Die Journalistin und Autorin Hilal Sezgin ("Landleben - Von einer, die rauszog") ist überzeugte Vegetarierin - nie käme ihr der Gedanke, aus einem ihrer Tiere Gulasch zu machen. Sezgin, die seit Jahren auf einem Bauernhof nahe Lüneburg lebt, sagt: "An freien Tieren sieht man, wie intelligent, kreativ und eigenwillig sie an ihre Umwelt herangehen. Dummerweise erleben diejenigen, die Tiere am skrupellosesten benutzen, diese nie in Freiheit. Das muss sich ändern."

Neues Verhältnis zwischen Mensch und Tier

Antoine Goetschels neuestes Buch "Tiere klagen an" will eine neue Sicht auf das Verhältnis zwischen Mensch und Tier ermöglichen. Der weltweit führende Tieranwalt wird auch auf dem tazlab aufzeigen, dass Tiere in unserer Gesellschaft die vielfältigsten Funktionen übernehmen müssen: Sie ersetzen Familienmitglieder, landen auf unserem täglichen Speiseplan oder werden in Labors für Tierversuche eingesetzt.
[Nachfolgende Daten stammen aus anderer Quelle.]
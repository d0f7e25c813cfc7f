use super::types::{Bias, Confidence, GateContext, GatePosition, MtfContext, ScoreResult, StfSnapshot};
use serde::{Deserialize, Serialize};

/// Weights and thresholds of the additive score
#[derive(Debug, Clone, PartialEq, Serialize, Deserialize)]
pub struct ScoringConfig {
    pub inside_points: i32,
    pub edge_points: i32,
    pub strong_impulse_pct: f64,
    pub strong_impulse_points: i32,
    pub medium_impulse_pct: f64,
    pub medium_impulse_points: i32,
    pub weak_impulse_points: i32,
    /// Volatility must exceed `impulse_pct * volatility_ratio` for the bonus
    pub volatility_ratio: f64,
    pub volatility_points: i32,
    pub mtf_aligned_cap: i32,
    /// MTF strength is divided by this before capping
    pub mtf_strength_divisor: i32,
    pub mtf_neutral_points: i32,
    pub mtf_opposed_penalty: i32,
    pub pass_threshold: i32,
    pub high_confidence: i32,
    pub mid_confidence: i32,
}

impl Default for ScoringConfig {
    fn default() -> Self {
        Self {
            inside_points: 30,
            edge_points: 15,
            strong_impulse_pct: 0.025,
            strong_impulse_points: 25,
            medium_impulse_pct: 0.018,
            medium_impulse_points: 15,
            weak_impulse_points: 5,
            volatility_ratio: 1.1,
            volatility_points: 10,
            mtf_aligned_cap: 20,
            mtf_strength_divisor: 3,
            mtf_neutral_points: 5,
            mtf_opposed_penalty: 10,
            pass_threshold: 55,
            high_confidence: 80,
            mid_confidence: 65,
        }
    }
}

impl ScoringConfig {
    pub fn confidence(&self, score: i32) -> Confidence {
        if score >= self.high_confidence {
            Confidence::High
        } else if score >= self.mid_confidence {
            Confidence::Mid
        } else {
            Confidence::Low
        }
    }
}

/// Additive score over gate, impulse, volatility and MTF alignment.
///
/// The gate decides both eligibility and direction; MTF only adjusts the score.
pub fn run_scoring(
    snapshot: &StfSnapshot,
    gate: &GateContext,
    mtf: &MtfContext,
    config: &ScoringConfig,
) -> ScoreResult {
    let mut score = match gate.position {
        GatePosition::Inside => config.inside_points,
        GatePosition::Edge => config.edge_points,
        GatePosition::Other => return ScoreResult::fail(),
    };

    let Some(direction) = gate.bias.direction() else {
        return ScoreResult::fail();
    };

    score += if snapshot.impulse_pct >= config.strong_impulse_pct {
        config.strong_impulse_points
    } else if snapshot.impulse_pct >= config.medium_impulse_pct {
        config.medium_impulse_points
    } else {
        config.weak_impulse_points
    };

    if snapshot.volatility > snapshot.impulse_pct * config.volatility_ratio {
        score += config.volatility_points;
    }

    score += match mtf.bias {
        Bias::Neutral => config.mtf_neutral_points,
        bias if bias == Bias::from(direction) => {
            let divisor = config.mtf_strength_divisor.max(1);
            (i32::from(mtf.strength) / divisor).min(config.mtf_aligned_cap)
        }
        _ => -config.mtf_opposed_penalty,
    };

    if score < config.pass_threshold {
        return ScoreResult::fail();
    }

    ScoreResult {
        pass: true,
        score,
        direction: Some(direction),
        confidence: config.confidence(score),
    }
}

#[cfg(test)]
mod tests {
    use super::*;
    use crate::domain::market::candle::DataHealth;
    use crate::domain::signals::types::{Direction, TrendState};

    fn snapshot(impulse_pct: f64, volatility: f64) -> StfSnapshot {
        StfSnapshot {
            candle_count: 200,
            impulse_pct,
            range_pct: 0.1,
            volatility,
            candles: Vec::new(),
            health: DataHealth::Live,
        }
    }

    fn gate(position: GatePosition, bias: Bias) -> GateContext {
        GateContext { pass: true, position, bias }
    }

    fn mtf(bias: Bias, strength: u8) -> MtfContext {
        MtfContext {
            bias,
            strength,
            trend_state: TrendState::from_strength(strength),
        }
    }

    #[test]
    fn test_gate_other_fails() {
        let result = run_scoring(
            &snapshot(0.05, 0.1),
            &gate(GatePosition::Other, Bias::Long),
            &mtf(Bias::Long, 90),
            &ScoringConfig::default(),
        );
        assert_eq!(result, ScoreResult::fail());
    }

    #[test]
    fn test_neutral_gate_bias_fails() {
        let result = run_scoring(
            &snapshot(0.05, 0.1),
            &gate(GatePosition::Inside, Bias::Neutral),
            &mtf(Bias::Long, 90),
            &ScoringConfig::default(),
        );
        assert!(!result.pass);
        assert_eq!(result.direction, None);
    }

    #[test]
    fn test_full_alignment_scores_high() {
        // 30 inside + 25 strong impulse + 10 volatility + min(20, 90 / 3)
        let result = run_scoring(
            &snapshot(0.03, 0.04),
            &gate(GatePosition::Inside, Bias::Short),
            &mtf(Bias::Short, 90),
            &ScoringConfig::default(),
        );
        assert!(result.pass);
        assert_eq!(result.score, 85);
        assert_eq!(result.direction, Some(Direction::Short));
        assert_eq!(result.confidence, Confidence::High);
    }

    #[test]
    fn test_mtf_strength_uses_integer_division() {
        // 30 + 15 + 0 + 50 / 3 = 61
        let result = run_scoring(
            &snapshot(0.02, 0.0),
            &gate(GatePosition::Inside, Bias::Long),
            &mtf(Bias::Long, 50),
            &ScoringConfig::default(),
        );
        assert_eq!(result.score, 61);
        assert_eq!(result.confidence, Confidence::Low);
    }

    #[test]
    fn test_opposed_mtf_can_sink_score() {
        // 30 + 25 + 10 - 10 = 55 passes, edge position drops it below
        let config = ScoringConfig::default();
        let inside = run_scoring(
            &snapshot(0.03, 0.04),
            &gate(GatePosition::Inside, Bias::Long),
            &mtf(Bias::Short, 80),
            &config,
        );
        assert!(inside.pass);
        assert_eq!(inside.score, 55);

        let edge = run_scoring(
            &snapshot(0.03, 0.04),
            &gate(GatePosition::Edge, Bias::Long),
            &mtf(Bias::Short, 80),
            &config,
        );
        assert!(!edge.pass);
        assert_eq!(edge.score, 0);
    }

    #[test]
    fn test_neutral_mtf_bonus() {
        // 30 + 25 + 0 + 5
        let result = run_scoring(
            &snapshot(0.03, 0.0),
            &gate(GatePosition::Inside, Bias::Long),
            &MtfContext::neutral(),
            &ScoringConfig::default(),
        );
        assert_eq!(result.score, 60);
        assert_eq!(result.confidence, Confidence::Low);
    }
}
// Candle series, intervals and volatility estimates
pub mod candle;
pub mod timeframe;
pub mod volatility;

pub use candle::{Candle, CandleBatch, DataHealth, SeriesKey};
pub use timeframe::Timeframe;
Christian Rätsch wiederum hat einen völlig anderen Blick auf die Dinge. Der Hamburger Ethnopharmakologe, der unter anderem ein Standardwerk über psychoaktive Pflanzen verfasste und als Kenner des Schamanismus gilt, sagt: "Wenn jemand einen Unterschied zwischen Tieren und Pflanzen macht, dann verhöhnt er das Wunder des Lebens." Schamanen jedenfalls, so berichtete Rätsch unlängst in einem taz-Interview, "essen alle Fleisch".

Der Verzehr eines Gemüsebratlings hätte dieser Logik folgend zwar einen Sättigungs-, nicht jedoch einen moralischen Wert. Andererseits verfügen Sojapflanzen nun mal nicht über ein zentrales Nervensystem und empfinden weder Schmerz noch Todesangst.

Fleisch oder nicht - diese Frage wird mittlerweile beim Mittagessen in der Kantine und abends unter Freunden ganz alltäglich diskutiert. Im Rahmen des tazlabs "Das gute Leben - Es gibt Alternativen" wollen wir der Debatte zu einer attrakiven Reiseflughöhe verhelfen.